An important part of the answer is that the stand-alone manifestos of Nollet, Hauksbee and Desaguliers appear in the prefaces of their natural philosophy textbooks, and Dufay and Réaumur did not write textbooks. They did not need to. They were independently wealthy, drew sizeable pensions from the Academy, and were well-rewarded by the state for their research on French industries such as steel and textiles.

Perhaps it is also relevant that Bernard le Bovier de Fontenelle, the Perpetual Secretary of the Academy, did much to define and defend the Academy’s activities on behalf of its members.

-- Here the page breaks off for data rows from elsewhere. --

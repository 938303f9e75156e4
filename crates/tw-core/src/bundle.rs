//! Whole-state import and export.
//!
//! A bundle is the JSON document `{activities, logs, userConfig}`. Older
//! exports call the session log `sessions`; both names are accepted. Every
//! check runs before anything is written, so a bad payload is never partially
//! applied.

use std::collections::HashSet;

use chrono::{DateTime, Utc};
use serde::{Deserialize, Serialize};
use thiserror::Error;

use crate::clock::round_ms_to_seconds;
use crate::store::{ActivityStore, ConfigStore, SessionStore, StoreError};
use crate::types::{Activity, ActivityId, ConfigError, Session, SessionId, UserConfig};

/// Allowed rounding drift for recorded durations.
const DURATION_TOLERANCE_SECONDS: i64 = 1;

/// Integrity violations found while reading or checking a bundle.
#[derive(Debug, Error)]
pub enum BundleError {
    /// The payload is not a bundle (wrong JSON shape or field types).
    #[error("invalid bundle: {0}")]
    Schema(#[from] serde_json::Error),

    #[error("duplicate activity id {0}")]
    DuplicateActivity(ActivityId),

    #[error("activity {0} has an empty label")]
    EmptyLabel(ActivityId),

    #[error("duplicate session id {0}")]
    DuplicateSession(SessionId),

    #[error("session {0} has no end")]
    OpenSession(SessionId),

    #[error("session {0} ends before it starts")]
    InvertedSession(SessionId),

    #[error("session {0} has no intervals")]
    NoIntervals(SessionId),

    #[error("session {session} interval {index} has no end")]
    OpenInterval { session: SessionId, index: usize },

    #[error("session {session} interval {index} ends before it starts")]
    InvertedInterval { session: SessionId, index: usize },

    #[error("session {session} interval {index} lies outside the session")]
    IntervalOutsideSession { session: SessionId, index: usize },

    #[error("session {session} interval {index} overlaps or precedes the previous one")]
    OverlappingIntervals { session: SessionId, index: usize },

    #[error("session {session} interval {index} duration {recorded}s does not match {expected}s")]
    IntervalDuration {
        session: SessionId,
        index: usize,
        recorded: i64,
        expected: i64,
    },

    #[error("session {session} total {recorded}s does not match interval sum {expected}s")]
    TotalMismatch {
        session: SessionId,
        recorded: i64,
        expected: i64,
    },

    #[error("session {session} timestamp {value} is out of range")]
    TimestampOutOfRange { session: SessionId, value: i64 },

    #[error("invalid user config: {0}")]
    Config(#[from] ConfigError),

    #[error(transparent)]
    Store(#[from] StoreError),
}

/// Everything the tracker persists.
#[derive(Debug, Clone, Default, PartialEq, Serialize, Deserialize)]
#[serde(rename_all = "camelCase")]
pub struct Bundle {
    #[serde(default)]
    pub activities: Vec<Activity>,
    #[serde(default, alias = "sessions")]
    pub logs: Vec<Session>,
    #[serde(default)]
    pub user_config: UserConfig,
}

/// Counts of what an import replaced.
#[derive(Debug, Clone, Copy, PartialEq, Eq, Serialize)]
pub struct ImportSummary {
    pub activities: usize,
    pub sessions: usize,
}

impl Bundle {
    /// Parses a bundle from JSON text. Only the shape is checked here.
    pub fn from_json(text: &str) -> Result<Self, BundleError> {
        Ok(serde_json::from_str(text)?)
    }

    /// Checks the whole payload, stopping at the first violation.
    pub fn validate(&self) -> Result<(), BundleError> {
        let mut activity_ids = HashSet::new();
        for activity in &self.activities {
            if !activity_ids.insert(&activity.id) {
                return Err(BundleError::DuplicateActivity(activity.id.clone()));
            }
            if activity.label.trim().is_empty() {
                return Err(BundleError::EmptyLabel(activity.id.clone()));
            }
        }

        let mut session_ids = HashSet::new();
        for session in &self.logs {
            if !session_ids.insert(&session.id) {
                return Err(BundleError::DuplicateSession(session.id.clone()));
            }
            validate_session(session)?;
        }

        self.user_config.validate()?;
        Ok(())
    }

    #[must_use]
    pub fn summary(&self) -> ImportSummary {
        ImportSummary {
            activities: self.activities.len(),
            sessions: self.logs.len(),
        }
    }
}

fn validate_session(session: &Session) -> Result<(), BundleError> {
    let id = || session.id.clone();
    let check_ts = |value: i64| {
        DateTime::<Utc>::from_timestamp_millis(value)
            .map(|_| ())
            .ok_or_else(|| BundleError::TimestampOutOfRange {
                session: id(),
                value,
            })
    };

    check_ts(session.session_start)?;
    let end = session.session_end.ok_or_else(|| BundleError::OpenSession(id()))?;
    check_ts(end)?;
    if end < session.session_start {
        return Err(BundleError::InvertedSession(id()));
    }
    if session.intervals.is_empty() {
        return Err(BundleError::NoIntervals(id()));
    }

    let mut previous_end: Option<i64> = None;
    for (index, interval) in session.intervals.iter().enumerate() {
        let interval_end = interval
            .end
            .ok_or_else(|| BundleError::OpenInterval { session: id(), index })?;
        if interval_end < interval.start {
            return Err(BundleError::InvertedInterval { session: id(), index });
        }
        if interval.start < session.session_start || interval_end > end {
            return Err(BundleError::IntervalOutsideSession { session: id(), index });
        }
        if previous_end.is_some_and(|prev| interval.start < prev) {
            return Err(BundleError::OverlappingIntervals { session: id(), index });
        }
        let expected = round_ms_to_seconds(interval_end - interval.start);
        if (interval.duration - expected).abs() > DURATION_TOLERANCE_SECONDS {
            return Err(BundleError::IntervalDuration {
                session: id(),
                index,
                recorded: interval.duration,
                expected,
            });
        }
        previous_end = Some(interval_end);
    }

    let expected = session.interval_seconds();
    if (session.total_duration - expected).abs() > DURATION_TOLERANCE_SECONDS {
        return Err(BundleError::TotalMismatch {
            session: id(),
            recorded: session.total_duration,
            expected,
        });
    }
    Ok(())
}

/// Snapshot of every stored collection.
pub fn export_bundle<S>(store: &S) -> Result<Bundle, StoreError>
where
    S: ActivityStore + SessionStore + ConfigStore,
{
    Ok(Bundle {
        activities: store.activities()?,
        logs: store.sessions()?,
        user_config: store.user_config()?,
    })
}

/// Validates `bundle`, then replaces all three collections with it.
///
/// Backends that can group the writes atomically should do so themselves;
/// this generic version writes collection by collection.
pub fn import_bundle<S>(store: &mut S, bundle: &Bundle) -> Result<ImportSummary, BundleError>
where
    S: ActivityStore + SessionStore + ConfigStore,
{
    bundle.validate()?;
    store.save_activities(&bundle.activities)?;
    store.save_sessions(&bundle.logs)?;
    store.save_user_config(&bundle.user_config)?;
    let summary = bundle.summary();
    tracing::info!(
        activities = summary.activities,
        sessions = summary.sessions,
        "bundle imported"
    );
    Ok(summary)
}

Another factor may be that Dufay and Réaumur were more concerned to defend the application of natural philosophy to industry (against skeptical artisans and ministers) than they were to defend the application of experiment to natural philosophy (against speculative philosophers). At any rate, the former concern dominated the preface to Réaumur’s first book, L’art de convertir le fer en acier (1722).

Finally, as we have seen, Dufay and Réaumur dispensed methodological advice in the course of the papers they published in the Academy. Perhaps they considered this the best forum for expressing their views on ENP, even though this choice makes their views harder for the historian to identify than if they had written textbooks or dictionary entries instead.

This is not to say that Dufay and Réaumur had no connections with earlier and later textbook writers on ENP in France. On the contrary. They both learned much of their physics from Jacques Rohault’s Traité de physique, and in their turn they taught Nollet much of what he knew about experimentation (Nollet assisted both Dufay and Réaumur in their laboratories in the early 1730s). These connections reinforce the broader lesson of this post, which is that the leading practitioners of ENP were not always its most explicit promoters.